DIRECTIONS FOR THIS TASK :: Find all the lines in the material below with the word "composite", and copy them.

PROVIDED DATA ::
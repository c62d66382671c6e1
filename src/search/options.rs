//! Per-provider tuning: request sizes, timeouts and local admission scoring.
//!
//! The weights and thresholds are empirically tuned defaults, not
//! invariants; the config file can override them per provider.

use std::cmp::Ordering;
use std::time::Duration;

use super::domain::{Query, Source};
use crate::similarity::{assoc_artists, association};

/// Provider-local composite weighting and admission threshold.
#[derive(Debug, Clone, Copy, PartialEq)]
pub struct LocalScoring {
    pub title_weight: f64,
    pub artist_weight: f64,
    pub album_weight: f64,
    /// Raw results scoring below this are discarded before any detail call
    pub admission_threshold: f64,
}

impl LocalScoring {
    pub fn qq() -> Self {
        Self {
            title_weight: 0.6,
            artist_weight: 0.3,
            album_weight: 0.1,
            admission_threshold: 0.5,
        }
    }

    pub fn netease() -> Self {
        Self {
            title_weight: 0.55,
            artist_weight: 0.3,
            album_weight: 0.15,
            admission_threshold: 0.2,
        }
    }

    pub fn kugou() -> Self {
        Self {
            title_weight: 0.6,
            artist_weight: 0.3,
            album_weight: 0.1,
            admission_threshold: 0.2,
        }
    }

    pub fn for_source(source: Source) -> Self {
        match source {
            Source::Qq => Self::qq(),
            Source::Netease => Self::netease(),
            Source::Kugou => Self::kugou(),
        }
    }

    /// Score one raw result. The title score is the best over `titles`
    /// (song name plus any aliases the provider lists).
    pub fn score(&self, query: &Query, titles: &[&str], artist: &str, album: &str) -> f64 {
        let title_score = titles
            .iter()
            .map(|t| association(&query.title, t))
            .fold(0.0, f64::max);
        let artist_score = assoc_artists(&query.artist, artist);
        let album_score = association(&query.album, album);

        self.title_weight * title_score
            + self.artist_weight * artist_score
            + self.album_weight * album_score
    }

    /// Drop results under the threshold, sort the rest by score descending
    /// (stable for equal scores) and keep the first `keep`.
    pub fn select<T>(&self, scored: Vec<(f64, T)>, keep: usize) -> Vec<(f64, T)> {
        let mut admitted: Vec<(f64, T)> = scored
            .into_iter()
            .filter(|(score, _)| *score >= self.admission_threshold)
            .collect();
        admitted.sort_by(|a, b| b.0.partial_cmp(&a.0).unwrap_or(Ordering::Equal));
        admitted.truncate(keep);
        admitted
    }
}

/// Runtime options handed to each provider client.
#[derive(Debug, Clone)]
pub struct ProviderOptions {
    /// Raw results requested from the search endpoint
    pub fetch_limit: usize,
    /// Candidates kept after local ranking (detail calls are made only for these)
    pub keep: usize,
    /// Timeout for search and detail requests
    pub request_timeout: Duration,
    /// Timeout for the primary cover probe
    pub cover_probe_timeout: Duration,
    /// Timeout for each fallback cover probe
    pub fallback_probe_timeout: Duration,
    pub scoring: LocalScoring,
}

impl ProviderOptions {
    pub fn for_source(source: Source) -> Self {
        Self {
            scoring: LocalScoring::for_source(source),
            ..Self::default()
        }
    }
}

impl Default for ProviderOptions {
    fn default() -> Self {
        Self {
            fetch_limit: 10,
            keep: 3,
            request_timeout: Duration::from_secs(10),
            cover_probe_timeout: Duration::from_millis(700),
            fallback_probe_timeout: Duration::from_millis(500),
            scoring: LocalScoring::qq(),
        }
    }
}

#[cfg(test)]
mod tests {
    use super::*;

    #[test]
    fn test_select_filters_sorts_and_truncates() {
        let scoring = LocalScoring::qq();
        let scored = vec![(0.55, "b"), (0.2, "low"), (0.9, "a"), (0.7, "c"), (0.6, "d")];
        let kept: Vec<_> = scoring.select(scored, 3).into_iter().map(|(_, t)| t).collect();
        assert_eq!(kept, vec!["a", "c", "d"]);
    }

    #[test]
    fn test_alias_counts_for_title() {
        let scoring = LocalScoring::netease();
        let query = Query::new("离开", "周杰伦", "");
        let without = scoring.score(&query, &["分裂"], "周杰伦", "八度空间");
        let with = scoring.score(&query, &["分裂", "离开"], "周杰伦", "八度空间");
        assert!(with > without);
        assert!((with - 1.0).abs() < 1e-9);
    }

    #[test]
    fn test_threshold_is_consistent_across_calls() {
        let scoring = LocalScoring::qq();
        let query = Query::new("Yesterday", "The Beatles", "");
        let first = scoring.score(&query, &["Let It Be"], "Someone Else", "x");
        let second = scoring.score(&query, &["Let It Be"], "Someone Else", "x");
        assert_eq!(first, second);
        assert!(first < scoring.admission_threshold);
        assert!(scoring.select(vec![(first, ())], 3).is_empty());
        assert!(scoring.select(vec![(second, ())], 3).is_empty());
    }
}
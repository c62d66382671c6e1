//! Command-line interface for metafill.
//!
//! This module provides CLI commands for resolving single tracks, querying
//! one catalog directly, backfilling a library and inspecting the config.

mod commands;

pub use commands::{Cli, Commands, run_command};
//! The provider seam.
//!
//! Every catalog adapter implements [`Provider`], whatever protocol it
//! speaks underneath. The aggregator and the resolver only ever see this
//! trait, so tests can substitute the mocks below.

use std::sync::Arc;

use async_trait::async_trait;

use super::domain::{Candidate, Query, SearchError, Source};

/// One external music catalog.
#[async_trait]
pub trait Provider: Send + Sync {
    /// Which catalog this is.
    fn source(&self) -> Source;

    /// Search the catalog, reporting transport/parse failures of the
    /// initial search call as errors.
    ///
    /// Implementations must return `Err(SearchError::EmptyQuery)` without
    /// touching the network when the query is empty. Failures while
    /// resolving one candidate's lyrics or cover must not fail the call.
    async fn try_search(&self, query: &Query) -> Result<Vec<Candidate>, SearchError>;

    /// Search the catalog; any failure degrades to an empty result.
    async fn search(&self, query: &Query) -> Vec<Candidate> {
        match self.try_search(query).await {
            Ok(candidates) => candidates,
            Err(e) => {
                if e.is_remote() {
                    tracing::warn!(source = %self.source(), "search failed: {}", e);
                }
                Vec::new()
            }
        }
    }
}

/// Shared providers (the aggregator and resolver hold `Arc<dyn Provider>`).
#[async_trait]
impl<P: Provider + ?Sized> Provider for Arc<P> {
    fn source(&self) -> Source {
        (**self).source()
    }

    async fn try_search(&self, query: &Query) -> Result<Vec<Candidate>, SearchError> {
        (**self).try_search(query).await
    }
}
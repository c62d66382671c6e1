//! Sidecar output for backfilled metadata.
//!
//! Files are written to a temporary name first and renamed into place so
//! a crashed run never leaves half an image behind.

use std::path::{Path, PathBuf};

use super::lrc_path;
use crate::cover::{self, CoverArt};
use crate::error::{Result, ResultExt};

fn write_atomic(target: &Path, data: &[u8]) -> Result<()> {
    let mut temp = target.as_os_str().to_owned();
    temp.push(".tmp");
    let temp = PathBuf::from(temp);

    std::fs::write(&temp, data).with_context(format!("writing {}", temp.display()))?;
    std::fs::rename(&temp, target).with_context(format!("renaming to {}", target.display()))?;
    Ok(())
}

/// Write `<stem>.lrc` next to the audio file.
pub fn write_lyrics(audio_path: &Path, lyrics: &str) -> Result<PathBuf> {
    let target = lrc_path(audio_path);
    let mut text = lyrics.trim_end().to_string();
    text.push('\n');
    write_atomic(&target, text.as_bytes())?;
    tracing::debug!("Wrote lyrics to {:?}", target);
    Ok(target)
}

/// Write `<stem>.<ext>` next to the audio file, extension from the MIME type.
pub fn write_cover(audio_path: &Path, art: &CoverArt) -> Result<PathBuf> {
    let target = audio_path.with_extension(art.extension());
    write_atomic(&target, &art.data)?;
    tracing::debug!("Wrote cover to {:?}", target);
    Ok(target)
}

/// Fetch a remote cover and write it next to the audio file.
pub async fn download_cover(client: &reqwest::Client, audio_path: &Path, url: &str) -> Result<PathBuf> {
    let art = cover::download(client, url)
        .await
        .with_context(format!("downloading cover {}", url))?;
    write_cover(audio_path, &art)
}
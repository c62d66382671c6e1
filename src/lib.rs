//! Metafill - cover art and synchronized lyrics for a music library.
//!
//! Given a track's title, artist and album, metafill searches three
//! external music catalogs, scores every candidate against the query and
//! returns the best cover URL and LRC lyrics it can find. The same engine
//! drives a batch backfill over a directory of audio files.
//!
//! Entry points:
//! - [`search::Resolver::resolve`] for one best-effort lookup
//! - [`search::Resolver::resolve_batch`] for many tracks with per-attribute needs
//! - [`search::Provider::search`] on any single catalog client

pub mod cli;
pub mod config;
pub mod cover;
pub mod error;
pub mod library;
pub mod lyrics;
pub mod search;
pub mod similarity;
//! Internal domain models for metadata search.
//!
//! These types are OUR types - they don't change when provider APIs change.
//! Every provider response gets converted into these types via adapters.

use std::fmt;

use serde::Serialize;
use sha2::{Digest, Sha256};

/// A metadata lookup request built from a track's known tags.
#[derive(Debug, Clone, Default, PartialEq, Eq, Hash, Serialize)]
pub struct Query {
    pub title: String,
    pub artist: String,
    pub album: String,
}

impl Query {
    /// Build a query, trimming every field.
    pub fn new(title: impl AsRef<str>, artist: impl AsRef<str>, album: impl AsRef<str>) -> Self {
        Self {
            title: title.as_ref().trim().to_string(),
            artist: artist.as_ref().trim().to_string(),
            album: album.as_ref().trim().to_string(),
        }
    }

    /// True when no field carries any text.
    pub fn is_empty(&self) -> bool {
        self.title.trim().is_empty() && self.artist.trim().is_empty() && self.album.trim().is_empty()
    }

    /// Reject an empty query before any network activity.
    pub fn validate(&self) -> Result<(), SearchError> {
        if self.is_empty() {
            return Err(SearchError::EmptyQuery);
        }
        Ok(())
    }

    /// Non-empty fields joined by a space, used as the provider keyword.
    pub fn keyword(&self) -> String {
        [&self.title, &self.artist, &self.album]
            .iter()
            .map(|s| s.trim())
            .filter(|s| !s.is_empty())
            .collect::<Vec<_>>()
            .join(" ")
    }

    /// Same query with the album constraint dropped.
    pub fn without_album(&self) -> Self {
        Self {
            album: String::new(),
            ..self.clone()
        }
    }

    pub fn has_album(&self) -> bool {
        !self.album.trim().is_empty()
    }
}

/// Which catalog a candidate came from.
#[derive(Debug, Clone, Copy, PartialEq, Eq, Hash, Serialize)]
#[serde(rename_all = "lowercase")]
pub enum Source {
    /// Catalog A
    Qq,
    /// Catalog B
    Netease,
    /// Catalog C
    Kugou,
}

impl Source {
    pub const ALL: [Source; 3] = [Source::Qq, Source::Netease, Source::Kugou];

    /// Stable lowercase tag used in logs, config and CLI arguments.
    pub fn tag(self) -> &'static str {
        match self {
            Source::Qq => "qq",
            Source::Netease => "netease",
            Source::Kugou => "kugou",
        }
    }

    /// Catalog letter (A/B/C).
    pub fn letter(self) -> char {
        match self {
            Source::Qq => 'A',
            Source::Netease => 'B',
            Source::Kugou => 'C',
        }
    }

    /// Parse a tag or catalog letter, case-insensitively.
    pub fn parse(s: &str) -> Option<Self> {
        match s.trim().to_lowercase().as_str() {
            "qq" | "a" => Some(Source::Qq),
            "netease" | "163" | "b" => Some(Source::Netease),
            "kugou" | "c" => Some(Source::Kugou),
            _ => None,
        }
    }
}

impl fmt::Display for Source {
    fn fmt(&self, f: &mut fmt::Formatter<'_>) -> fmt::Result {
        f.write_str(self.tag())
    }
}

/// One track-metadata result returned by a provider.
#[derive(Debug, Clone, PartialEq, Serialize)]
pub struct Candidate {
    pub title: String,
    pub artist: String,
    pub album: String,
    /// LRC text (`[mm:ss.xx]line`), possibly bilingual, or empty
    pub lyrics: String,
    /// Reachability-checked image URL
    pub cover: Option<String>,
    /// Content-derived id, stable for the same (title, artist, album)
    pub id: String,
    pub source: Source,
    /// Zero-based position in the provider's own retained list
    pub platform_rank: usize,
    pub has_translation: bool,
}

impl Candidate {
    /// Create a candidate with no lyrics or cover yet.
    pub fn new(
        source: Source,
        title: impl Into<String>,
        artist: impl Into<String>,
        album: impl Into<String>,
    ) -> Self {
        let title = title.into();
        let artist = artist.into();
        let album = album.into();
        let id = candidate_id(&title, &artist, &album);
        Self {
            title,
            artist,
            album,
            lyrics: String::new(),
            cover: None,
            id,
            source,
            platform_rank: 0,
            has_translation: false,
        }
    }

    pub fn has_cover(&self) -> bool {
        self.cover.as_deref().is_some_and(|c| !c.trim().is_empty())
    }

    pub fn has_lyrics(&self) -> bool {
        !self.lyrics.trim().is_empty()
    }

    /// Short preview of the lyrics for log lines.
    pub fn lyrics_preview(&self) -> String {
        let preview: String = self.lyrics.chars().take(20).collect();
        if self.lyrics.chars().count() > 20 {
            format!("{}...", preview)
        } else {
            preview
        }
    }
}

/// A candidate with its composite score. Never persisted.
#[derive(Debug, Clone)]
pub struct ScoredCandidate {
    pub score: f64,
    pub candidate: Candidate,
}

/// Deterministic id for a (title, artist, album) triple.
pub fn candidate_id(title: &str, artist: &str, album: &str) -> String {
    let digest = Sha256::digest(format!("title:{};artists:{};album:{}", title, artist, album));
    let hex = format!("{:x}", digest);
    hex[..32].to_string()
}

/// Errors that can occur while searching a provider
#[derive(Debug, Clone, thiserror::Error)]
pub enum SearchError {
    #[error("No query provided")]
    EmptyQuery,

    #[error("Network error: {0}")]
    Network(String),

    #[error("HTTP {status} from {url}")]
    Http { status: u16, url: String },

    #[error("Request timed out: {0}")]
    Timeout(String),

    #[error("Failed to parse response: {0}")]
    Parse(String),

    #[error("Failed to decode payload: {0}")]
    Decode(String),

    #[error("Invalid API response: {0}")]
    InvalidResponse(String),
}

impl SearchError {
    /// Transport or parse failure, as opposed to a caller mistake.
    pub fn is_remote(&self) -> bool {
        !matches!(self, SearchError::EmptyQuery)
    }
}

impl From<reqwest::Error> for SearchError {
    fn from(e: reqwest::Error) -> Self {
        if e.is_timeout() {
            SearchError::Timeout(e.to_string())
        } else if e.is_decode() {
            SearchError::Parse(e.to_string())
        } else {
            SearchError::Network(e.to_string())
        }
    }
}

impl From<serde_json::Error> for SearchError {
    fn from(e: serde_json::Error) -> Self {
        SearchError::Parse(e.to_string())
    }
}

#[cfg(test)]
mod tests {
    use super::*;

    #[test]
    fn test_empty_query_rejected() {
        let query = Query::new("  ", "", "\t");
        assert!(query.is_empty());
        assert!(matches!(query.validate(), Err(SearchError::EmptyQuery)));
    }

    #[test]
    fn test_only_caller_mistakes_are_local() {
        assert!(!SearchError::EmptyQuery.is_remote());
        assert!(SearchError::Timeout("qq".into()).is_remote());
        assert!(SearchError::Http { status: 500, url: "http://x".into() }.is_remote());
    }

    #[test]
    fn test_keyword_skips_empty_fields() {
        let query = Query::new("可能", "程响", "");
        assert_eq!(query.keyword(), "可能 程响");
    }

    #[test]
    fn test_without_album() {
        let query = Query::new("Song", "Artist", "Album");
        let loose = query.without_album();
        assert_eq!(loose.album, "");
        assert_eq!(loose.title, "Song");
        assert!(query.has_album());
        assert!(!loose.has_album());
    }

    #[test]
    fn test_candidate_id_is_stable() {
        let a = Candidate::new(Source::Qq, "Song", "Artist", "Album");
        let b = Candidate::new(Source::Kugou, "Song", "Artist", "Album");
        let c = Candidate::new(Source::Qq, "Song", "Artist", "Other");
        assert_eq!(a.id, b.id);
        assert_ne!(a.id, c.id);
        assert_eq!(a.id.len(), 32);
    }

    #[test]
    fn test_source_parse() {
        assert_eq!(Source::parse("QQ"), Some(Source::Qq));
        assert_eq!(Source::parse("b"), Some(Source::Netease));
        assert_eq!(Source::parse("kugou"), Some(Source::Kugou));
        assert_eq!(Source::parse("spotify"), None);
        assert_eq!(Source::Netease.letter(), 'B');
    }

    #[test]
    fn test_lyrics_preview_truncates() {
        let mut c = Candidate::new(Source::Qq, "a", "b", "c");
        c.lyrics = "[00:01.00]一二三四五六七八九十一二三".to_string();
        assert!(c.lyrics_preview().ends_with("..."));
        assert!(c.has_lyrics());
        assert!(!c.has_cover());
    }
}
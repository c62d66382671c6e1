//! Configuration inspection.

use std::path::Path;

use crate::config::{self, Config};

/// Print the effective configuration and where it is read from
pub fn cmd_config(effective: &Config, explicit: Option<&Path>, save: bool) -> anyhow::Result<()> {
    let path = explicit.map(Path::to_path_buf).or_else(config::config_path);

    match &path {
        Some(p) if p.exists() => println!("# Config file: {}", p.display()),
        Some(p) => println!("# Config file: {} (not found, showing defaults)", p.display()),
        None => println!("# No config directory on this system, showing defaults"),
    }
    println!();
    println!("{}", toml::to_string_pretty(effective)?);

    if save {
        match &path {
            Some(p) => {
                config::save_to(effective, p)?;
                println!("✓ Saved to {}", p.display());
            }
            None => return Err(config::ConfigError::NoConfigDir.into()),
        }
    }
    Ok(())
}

SOLUTION FOR THIS TASK ::
/// Provider-local composite weighting and admission threshold.
/// A candidate with its composite score. Never persisted.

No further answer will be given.